Cooperative Profiles Predict Multi-Agent LLM Team Performance in AI for Science Workflows

arXiv: 2604.20658 · PDF

作者: Shivani Kumar, Adarsh Bharathwaj, David Jurgens

主分类: cs.CL · 全部: cs.CL

命中关键词: large language model, llm, agent, multi-agent, reasoning, gpu

TL;DR

用行为经济学博弈测出的"合作画像"能稳健预测 LLM 多智能体团队在 AI-for-Science 协作任务中的表现，可作为部署前的廉价筛选工具。

核心观点

合作倾向是 LLM 一种独立、可测量的属性，不能被通用能力所解释。
六个行为经济学博弈得出的合作画像，可稳健预测下游多智能体科研任务表现。
善于协调、愿意投资乘性团队生产（而非贪婪策略）的模型，产出更好的科学报告。
提供部署前快速、低成本的"合作适配度"诊断框架。

方法

在 35 个开源权重 LLM 上运行 6 个经典行为经济学博弈（涵盖不同合作机制），形成每个模型的合作行为 profile。
构建 AI-for-Science 多智能体任务：LLM 团队在共享预算（GPU/credit）约束下协作分析数据、建模并撰写科学报告。
用博弈画像作为特征，回归预测下游任务三项结果（accuracy、quality、completion），并控制多种混淆因素（如通用能力）。

实验

模型：35 个开源权重 LLM。
诊断任务：6 个行为经济学博弈。
下游任务：AI-for-Science 协作 workflow，包含数据分析、建模、报告生成，带共享预算约束。
指标：科学报告的 accuracy、quality、completion。
基线：控制模型通用能力等因素的回归对照。

结果

博弈衍生的合作画像在三项下游指标上均显著相关。
偏好乘性团队生产、善于协调的模型，报告质量系统性更高。
相关性在控制通用能力后仍成立，说明不是能力的副产物。
摘要未披露具体数值（相关系数、ΔR² 等）。

为什么重要

为多智能体 LLM 部署提供轻量前置筛选：用几个博弈替代昂贵的端到端评测。
将"合作性"作为除能力、对齐之外的独立维度纳入模型选型。
对 AI 基础设施：在共享资源约束（GPU、credits）下，选择更"懂合作"的 agent 能提升产出与资源利用率。

与已有工作的关系

延续用博弈论 / 行为经济学评测 LLM 的路线（囚徒困境、公共品博弈等既有工作）。
补充 AutoGen、MetaGPT 等 multi-agent LLM 协作框架的评测缺口。
与 AI-for-Science agent（如 ChemCrow、数据科学 agent）任务设置呼应。
拓展 LLM 社会行为研究，从孤立博弈延伸到真实协作产出。

尚未回答的问题

博弈画像与下游表现的因果机制是什么，哪类合作特征最具预测力？
在闭源大模型（GPT、Claude、Gemini）上结论是否成立？
合作画像能否通过 prompt / fine-tune 改造，从而提升团队产出？
不同任务域（非科研协作，如代码、运维、商业决策）是否同样适用？
团队规模、异质组合、通信协议对预测力的影响如何？

论文图表

图 1: Page 2 (rendered)

图 1

图 2: Page 3 (rendered)

图 2

图 3: Page 4 (rendered)

图 3

原始摘要

Multi-agent systems built from teams of large language models (LLMs) are increasingly deployed for collaborative scientific reasoning and problem-solving.
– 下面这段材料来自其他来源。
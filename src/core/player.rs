//! Player identification and seats.
//!
//! ## PlayerId
//!
//! Type-safe seat identifier supporting 1-255 players.
//!
//! ## Player
//!
//! A seat at the table: a name, a hand, and the strategy that chooses the
//! seat's moves. Players are owned by their `Game` and hold no reference
//! back to it.

use serde::{Deserialize, Serialize};

use crate::piles::CardBag;
use crate::strategy::MoveStrategy;

/// Seat identifier supporting 1-255 players.
///
/// Seat indices are 0-based: the first player is `PlayerId(0)`.
#[derive(Clone, Copy, Debug, PartialEq, Eq, Hash, PartialOrd, Ord, Serialize, Deserialize)]
pub struct PlayerId(pub u8);

impl PlayerId {
    /// Create a new player ID.
    #[must_use]
    pub const fn new(id: u8) -> Self {
        Self(id)
    }

    /// Get the raw seat index (0-based).
    #[must_use]
    pub const fn index(self) -> usize {
        self.0 as usize
    }

    /// Iterate over all player IDs for a game with `player_count` players.
    ///
    /// ```
    /// use thegame::core::PlayerId;
    ///
    /// let players: Vec<_> = PlayerId::all(4).collect();
    /// assert_eq!(players.len(), 4);
    /// assert_eq!(players[0], PlayerId::new(0));
    /// assert_eq!(players[3], PlayerId::new(3));
    /// ```
    pub fn all(player_count: usize) -> impl Iterator<Item = PlayerId> {
        assert!(player_count <= 255, "At most 255 players supported");
        (0..player_count as u8).map(PlayerId)
    }
}

impl std::fmt::Display for PlayerId {
    fn fmt(&self, f: &mut std::fmt::Formatter<'_>) -> std::fmt::Result {
        write!(f, "Player {}", self.0)
    }
}

/// A seat: name, hand and move-selection strategy.
pub struct Player {
    pub(crate) name: String,
    pub(crate) hand: CardBag,
    pub(crate) strategy: Box<dyn MoveStrategy>,
}

impl Player {
    /// Create a player with an empty hand of the given capacity.
    pub(crate) fn new(name: String, hand_size: usize, strategy: Box<dyn MoveStrategy>) -> Self {
        Self {
            name,
            hand: CardBag::hand(hand_size),
            strategy,
        }
    }

    /// Display name.
    #[must_use]
    pub fn name(&self) -> &str {
        &self.name
    }

    /// The player's hand.
    #[must_use]
    pub fn hand(&self) -> &CardBag {
        &self.hand
    }

    /// Name of the installed strategy.
    #[must_use]
    pub fn strategy_name(&self) -> &str {
        self.strategy.name()
    }

    /// Check if the player has played out every card.
    #[must_use]
    pub fn is_out(&self) -> bool {
        self.hand.is_empty()
    }

    /// Draw from the talon until the hand holds `hand_size` cards or the
    /// talon runs dry.
    ///
    /// Returns the number of cards drawn.
    pub(crate) fn refill(&mut self, talon: &mut CardBag, hand_size: usize) -> usize {
        let mut drawn = 0;
        while self.hand.len() < hand_size && !talon.is_empty() {
            self.hand.place(talon.take());
            drawn += 1;
        }
        drawn
    }
}

impl std::fmt::Debug for Player {
    fn fmt(&self, f: &mut std::fmt::Formatter<'_>) -> std::fmt::Result {
        f.debug_struct("Player")
            .field("name", &self.name)
            .field("hand", &self.hand)
            .field("strategy", &self.strategy.name())
            .finish()
    }
}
These systems require agents to coordinate under shared constraints, such as GPUs or credit balances, where cooperative behavior matters. Behavioral economics provides a rich toolkit of games that isolate distinct cooperation mechanisms, yet it remains unknown whether a model’s behavior in these stylized settings predicts its performance in realistic collaborative tasks. Here, we benchmark 35 open-weight LLMs across six behavioral economics games and show that game-derived cooperative profiles robustly predict downstream performance in AI-for-Science tasks, where teams of LLM agents collaboratively analyze data, build models, and produce scientific reports under shared budget constraints. Models that effectively coordinate games and invest in multiplicative team production (rather than greedy strategies) produce better scientific reports across three outcomes, accuracy, quality, and completion. These associations hold after controlling for multiple factors, indicating that cooperative disposition is a distinct, measurable property of LLMs not reducible to general ability. Our behavioral games framework thus offers a fast and inexpensive diagnostic for screening cooperative fitness before costly multi-agent deployment.